The plane hit more turbulence and Ziggy’s hands slid off his chest. I put them back again.
He finally said, ‘If McGraw’s warning got through, they’ve scrammed the reactor and skedaddled. That means there’s nobody there to help the compliance folks.’
‘To do what?’
‘Grab the plutonium and head for high ground. And they can’t because it’s radioactive. They’ll need all sorts of protection and that takes time. So they’ve got to try another way to keep us away. Compliance fighters, most likely.’
‘What do you want to be the sky will be filled with them within the hour?’
Orlando frowned. ‘I’m not a betting man. Besides, even if I was, I’d lose that one.’
Turns out, I was about right. Approximately twenty minutes from the target, the Messerschmitt’s jumped us. ‘Jump’ isn’t the right word; the squadron of Me109’s surrounded us like an inescapable escort; above, behind, side to side and below. The lead aircraft, probably the squadron commander, floated just off our starboard wing, his cockpit lights up full, like always.
‘Déjà vu,’ Ava said.
I waved at the pilot and said through my frozen smile. ‘Ready back there, Orlando?’
Orlando said, ‘Whenever you are.’
I turned up the flight deck lights full so that the Luftwaffe pilot could see Herr Inspector Bauer and Hauptman Eiger leaning over the navigator’s chart table, heads down, seeming to examine the maps. Propping up the dead Kampfschwimmer had been relatively easy. Mason, an experienced sailor, lashed the body’s arms, trunk and hips to the table so that he appeared natural standing there. Bauer’s body was the problem. Half of his skull was gone, but thank God for his snap brim fedora. Pulled just right over his right eyebrow, it hid the exit wound perfectly.
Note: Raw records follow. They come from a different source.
// SPDX-License-Identifier: Apache-2.0 OR MIT
// Copyright (c) 2025-2026 naskel.com

//! Batched UDP receive for one module port.
//!
//! On Linux one `recvmmsg(MSG_WAITFORONE)` call blocks until the first datagram
//! (or `SO_RCVTIMEO`) and then drains whatever else is already queued, up to
//! the batch size. Other platforms fall back to one datagram per call.
//!
//! Every datagram lands in its own fixed stride of a buffer allocated once at
//! bind time. The stride is one byte larger than the expected packet so an
//! oversized datagram shows up with a wrong length instead of being silently
//! truncated to a plausible one.

use super::packet::PacketLayout;
use super::{NetError, Result};
use crate::config::{BUFFER_UDP_RCVBUF_BYTES, BUFFER_UDP_TIMEOUT};
use socket2::{Domain, Protocol, Socket, Type};
use std::io;
use std::net::{Ipv4Addr, SocketAddr, SocketAddrV4, UdpSocket};
use std::time::Duration;

/// Socket and buffer sizing for a [`PacketReceiver`].
#[derive(Debug, Clone, PartialEq, Eq)]
pub struct ReceiverConfig {
    /// Local address to bind (all interfaces by default)
    pub bind_ip: Ipv4Addr,
    /// Expected datagram size
    pub packet_bytes: usize,
    /// Maximum datagrams returned by one `receive_many()`
    pub batch_packets: usize,
    /// SO_RCVBUF request (the kernel may cap it at `net.core.rmem_max`)
    pub recv_buffer_bytes: usize,
    /// SO_RCVTIMEO; an idle socket yields an empty batch after this long
    pub timeout: Duration,
}

impl ReceiverConfig {
    /// One frame's worth of packets per batch for `layout`.
    #[must_use]
    pub fn for_layout(layout: &PacketLayout) -> Self {
        Self {
            packet_bytes: layout.packet_bytes,
            batch_packets: layout.packets_per_frame as usize,
            ..Self::default()
        }
    }
}

impl Default for ReceiverConfig {
    fn default() -> Self {
        let layout = PacketLayout::jungfrau();
        Self {
            bind_ip: Ipv4Addr::UNSPECIFIED,
            packet_bytes: layout.packet_bytes,
            batch_packets: layout.packets_per_frame as usize,
            recv_buffer_bytes: BUFFER_UDP_RCVBUF_BYTES,
            timeout: BUFFER_UDP_TIMEOUT,
        }
    }
}

/// Datagrams returned by one [`PacketReceiver::receive_many`] call.
///
/// Borrows the receiver's buffer; it is overwritten by the next call.
#[derive(Debug, Clone, Copy)]
pub struct PacketBatch<'a> {
    buffer: &'a [u8],
    stride: usize,
    lens: &'a [usize],
}

impl<'a> PacketBatch<'a> {
    #[inline]
    #[must_use]
    pub fn len(&self) -> usize {
        self.lens.len()
    }

    #[inline]
    #[must_use]
    pub fn is_empty(&self) -> bool {
        self.lens.is_empty()
    }

    /// Datagram `index`, exactly as long as what was received.
    #[must_use]
    pub fn get(&self, index: usize) -> Option<&'a [u8]> {
        let len = *self.lens.get(index)?;
        let buffer: &'a [u8] = self.buffer;
        let start = index * self.stride;
        Some(&buffer[start..start + len])
    }

    /// Datagrams in arrival order.
    pub fn iter(&self) -> impl Iterator<Item = &'a [u8]> + 'a {
        let buffer: &'a [u8] = self.buffer;
        let lens: &'a [usize] = self.lens;
        let stride = self.stride;
        lens.iter()
            .enumerate()
            .map(move |(i, &len)| &buffer[i * stride..i * stride + len])
    }
}

/// One bound module socket plus its pre-allocated packet buffer.
pub struct PacketReceiver {
    socket: UdpSocket,
    buffer: Vec<u8>,
    stride: usize,
    batch_packets: usize,
    lens: Vec<usize>,
    #[cfg(target_os = "linux")]
    iovecs: Vec<libc::iovec>,
    #[cfg(target_os = "linux")]
    msgs: Vec<libc::mmsghdr>,
}

// SAFETY: iovecs and msgs hold raw pointers into `buffer` and `iovecs`, both
// owned by this struct and never reallocated after bind(). Moving the struct
// to another thread moves the heap owners with it.
unsafe impl Send for PacketReceiver {}

impl PacketReceiver {
    /// Create, configure and bind the socket for `port`.
    ///
    /// # Errors
    ///
    /// Returns `NetError` if the socket cannot be created, configured or bound.
    pub fn bind(port: u16, config: &ReceiverConfig) -> Result<Self> {
        if config.timeout.is_zero() {
            return Err(NetError::Configure(io::Error::new(
                io::ErrorKind::InvalidInput,
                "receive timeout must be non-zero",
            )));
        }

        let socket = Socket::new(Domain::IPV4, Type::DGRAM, Some(Protocol::UDP)).map_err(NetError::Socket)?;

        socket
            .set_recv_buffer_size(config.recv_buffer_bytes)
            .map_err(NetError::Configure)?;
        match socket.recv_buffer_size() {
            Ok(actual) if actual < config.recv_buffer_bytes => log::warn!(
                "[UDP] port {} SO_RCVBUF capped at {} (requested {}), check net.core.rmem_max",
                port,
                actual,
                config.recv_buffer_bytes
            ),
            Ok(_) => {}
            Err(e) => log::debug!("[UDP] port {} SO_RCVBUF query failed: {}", port, e),
        }

        socket
            .set_read_timeout(Some(config.timeout))
            .map_err(NetError::Configure)?;

        let addr = SocketAddr::V4(SocketAddrV4::new(config.bind_ip, port));
        socket
            .bind(&addr.into())
            .map_err(|source| NetError::Bind { port, source })?;

        let socket: UdpSocket = socket.into();
        let batch_packets = config.batch_packets.max(1);
        let stride = config.packet_bytes + 1;

        log::debug!(
            "[UDP] bound {} packet_bytes={} batch={}",
            addr,
            config.packet_bytes,
            batch_packets
        );

        let mut receiver = Self {
            socket,
            buffer: vec![0u8; stride * batch_packets],
            stride,
            batch_packets,
            lens: Vec::with_capacity(batch_packets),
            #[cfg(target_os = "linux")]
            iovecs: Vec::new(),
            #[cfg(target_os = "linux")]
            msgs: Vec::new(),
        };
        #[cfg(target_os = "linux")]
        receiver.init_mmsg();

        Ok(receiver)
    }

    #[cfg(target_os = "linux")]
    fn init_mmsg(&mut self) {
        let base = self.buffer.as_mut_ptr();
        self.iovecs = (0..self.batch_packets)
            .map(|i| libc::iovec {
                // SAFETY: i * stride < buffer.len() for every i < batch_packets
                iov_base: unsafe { base.add(i * self.stride) } as *mut libc::c_void,
                iov_len: self.stride,
            })
            .collect();

        // SAFETY: mmsghdr is a plain C struct; all-zero is a valid empty header
        self.msgs = vec![unsafe { std::mem::zeroed::<libc::mmsghdr>() }; self.batch_packets];
        for (msg, iov) in self.msgs.iter_mut().zip(self.iovecs.iter_mut()) {
            msg.msg_hdr.msg_iov = iov;
            msg.msg_hdr.msg_iovlen = 1;
            // Source address not needed
            msg.msg_hdr.msg_name = std::ptr::null_mut();
            msg.msg_hdr.msg_namelen = 0;
        }
    }

    /// Receive up to one batch of datagrams.
    ///
    /// Blocks for at most the configured timeout waiting for the first
    /// datagram. A timeout or an interrupted call returns an empty batch.
    ///
    /// # Errors
    ///
    /// Returns `NetError::Receive` for any other socket failure.
    pub fn receive_many(&mut self) -> Result<PacketBatch<'_>> {
        self.lens.clear();

        #[cfg(target_os = "linux")]
        {
            use std::os::unix::io::AsRawFd;

            // SAFETY:
            // - msgs holds batch_packets headers, each pointing at one iovec that
            //   points at a stride-sized region of buffer
            // - buffer, iovecs and msgs are not reallocated while the call runs
            // - a null timeout leaves blocking to SO_RCVTIMEO
            let n = unsafe {
                libc::recvmmsg(
                    self.socket.as_raw_fd(),
                    self.msgs.as_mut_ptr(),
                    self.batch_packets as libc::c_uint,
                    libc::MSG_WAITFORONE as _,
                    std::ptr::null_mut(),
                )
            };

            if n < 0 {
                return Self::empty_or_error(io::Error::last_os_error()).map(|()| self.batch());
            }
            self.lens
                .extend(self.msgs[..n as usize].iter().map(|m| m.msg_len as usize));
        }

        #[cfg(not(target_os = "linux"))]
        {
            let stride = self.stride;
            match self.socket.recv(&mut self.buffer[..stride]) {
                Ok(len) => self.lens.push(len),
                Err(e) => Self::empty_or_error(e)?,
            }
        }

        Ok(self.batch())
    }

    fn empty_or_error(err: io::Error) -> Result<()> {
        match err.kind() {
            io::ErrorKind::WouldBlock | io::ErrorKind::TimedOut | io::ErrorKind::Interrupted => {
                Ok(())
            }
            _ => Err(NetError::Receive(err)),
        }
    }

    #[inline]
    fn batch(&self) -> PacketBatch<'_> {
        PacketBatch {
            buffer: &self.buffer,
            stride: self.stride,
            lens: &self.lens,
        }
    }

    /// Address the socket is bound to (useful with port 0).
    pub fn local_addr(&self) -> Result<SocketAddr> {
        self.socket.local_addr().map_err(NetError::Socket)
    }

    /// Close the socket and release the packet buffer.
    pub fn disconnect(self) {
        if let Ok(addr) = self.socket.local_addr() {
            log::debug!("[UDP] closing {}", addr);
        }
    }
}

#[cfg(test)]
mod tests {
    use super::*;
    use std::time::Instant;

    fn loopback_config(packet_bytes: usize, batch_packets: usize) -> ReceiverConfig {
        ReceiverConfig {
            bind_ip: Ipv4Addr::LOCALHOST,
            packet_bytes,
            batch_packets,
            recv_buffer_bytes: 1 << 20,
            timeout: Duration::from_millis(20),
        }
    }

    fn sender_to(receiver: &PacketReceiver) -> UdpSocket {
        let sender = UdpSocket::bind("127.0.0.1:0").unwrap();
        sender.connect(receiver.local_addr().unwrap()).unwrap();
        sender
    }

    #[test]
    fn test_timeout_returns_empty_batch() {
        let mut receiver = PacketReceiver::bind(0, &loopback_config(32, 8)).unwrap();
        let start = Instant::now();
        let batch = receiver.receive_many().unwrap();
        assert!(batch.is_empty());
        assert!(start.elapsed() < Duration::from_secs(2));
    }

    #[test]
    fn test_receives_queued_datagrams_in_order() {
        let mut receiver = PacketReceiver::bind(0, &loopback_config(32, 8)).unwrap();
        let sender = sender_to(&receiver);

        for i in 0..3u8 {
            sender.send(&[i; 32]).unwrap();
        }
        std::thread::sleep(Duration::from_millis(20));

        let mut seen = Vec::new();
        let deadline = Instant::now() + Duration::from_secs(2);
        while seen.len() < 3 && Instant::now() < deadline {
            let batch = receiver.receive_many().unwrap();
            seen.extend(batch.iter().map(<[u8]>::to_vec));
        }
        assert_eq!(seen, vec![vec![0u8; 32], vec![1u8; 32], vec![2u8; 32]]);
    }

    #[test]
    fn test_oversized_datagram_keeps_wrong_length() {
        let mut receiver = PacketReceiver::bind(0, &loopback_config(16, 4)).unwrap();
        let sender = sender_to(&receiver);
        sender.send(&[9u8; 64]).unwrap();

        let deadline = Instant::now() + Duration::from_secs(2);
        loop {
            let batch = receiver.receive_many().unwrap();
            if let Some(raw) = batch.get(0) {
                assert_eq!(raw.len(), 17);
                break;
            }
            assert!(Instant::now() < deadline, "datagram never arrived");
        }
    }

    #[test]
    fn test_bind_conflict_is_error() {
        let first = PacketReceiver::bind(0, &loopback_config(16, 4)).unwrap();
        let port = first.local_addr().unwrap().port();
        let second = PacketReceiver::bind(port, &loopback_config(16, 4));
        assert!(matches!(second, Err(NetError::Bind { .. })));
        first.disconnect();
    }

    #[test]
    fn test_zero_timeout_rejected() {
        let mut config = loopback_config(16, 4);
        config.timeout = Duration::ZERO;
        assert!(matches!(
            PacketReceiver::bind(0, &config),
            Err(NetError::Configure(_))
        ));
    }

    #[test]
    fn test_config_for_layout() {
        let config = ReceiverConfig::for_layout(&PacketLayout::eiger(32));
        assert_eq!(config.packet_bytes, 4144);
        assert_eq!(config.batch_packets, 128);
        assert_eq!(config.timeout, BUFFER_UDP_TIMEOUT);
    }
}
Making the dead man move had been Orlando’s bright idea. I expressed doubts he could pull it off but he said, ‘The blind shall see and the dead shall walk.’
After we had secured Bauer’s body, Orlando cut a slit in the right shoulder of the leather jacket and slid his arm in and up alongside. That, plus using his left hand to move Bauer’s head, Orlando, kneeling behind him, was ready to become a macabre puppeteer.
I said, ‘Do it.’
Orlando said, ‘Lazarus, I say unto thee, arise!’
Bauer looked up and around and out at the pilot. He raised his arm in a Nazi salute and held it. The pilot hesitated a moment, and then snapped off a smart, conventional salute in return.
He drifted back to a more distant position, assured that we were complying with Herr Bauer’s orders. I slowly lowered the flight deck lights as Orlando moved his puppet a bit more for good measure, and then stopped.
We held our breaths forever it seemed. But nothing happened. Just a squadron of German warplanes peacefully escorting us to our final destination.
‘My God, I think they bought it,’ Ava said. ‘But what happens when we start the bomb run? The instant they see that, they’ll shoot us down.’
‘Not with Bauer on board.’
‘Don’t kid yourself, he’s expendable and you know it.’
‘I do, but I’m counting on their getting official permission before they start shooting. Nazis love their little rules and they follow them to the letter.’
‘They’ll get permission sooner or later, I promise you that.’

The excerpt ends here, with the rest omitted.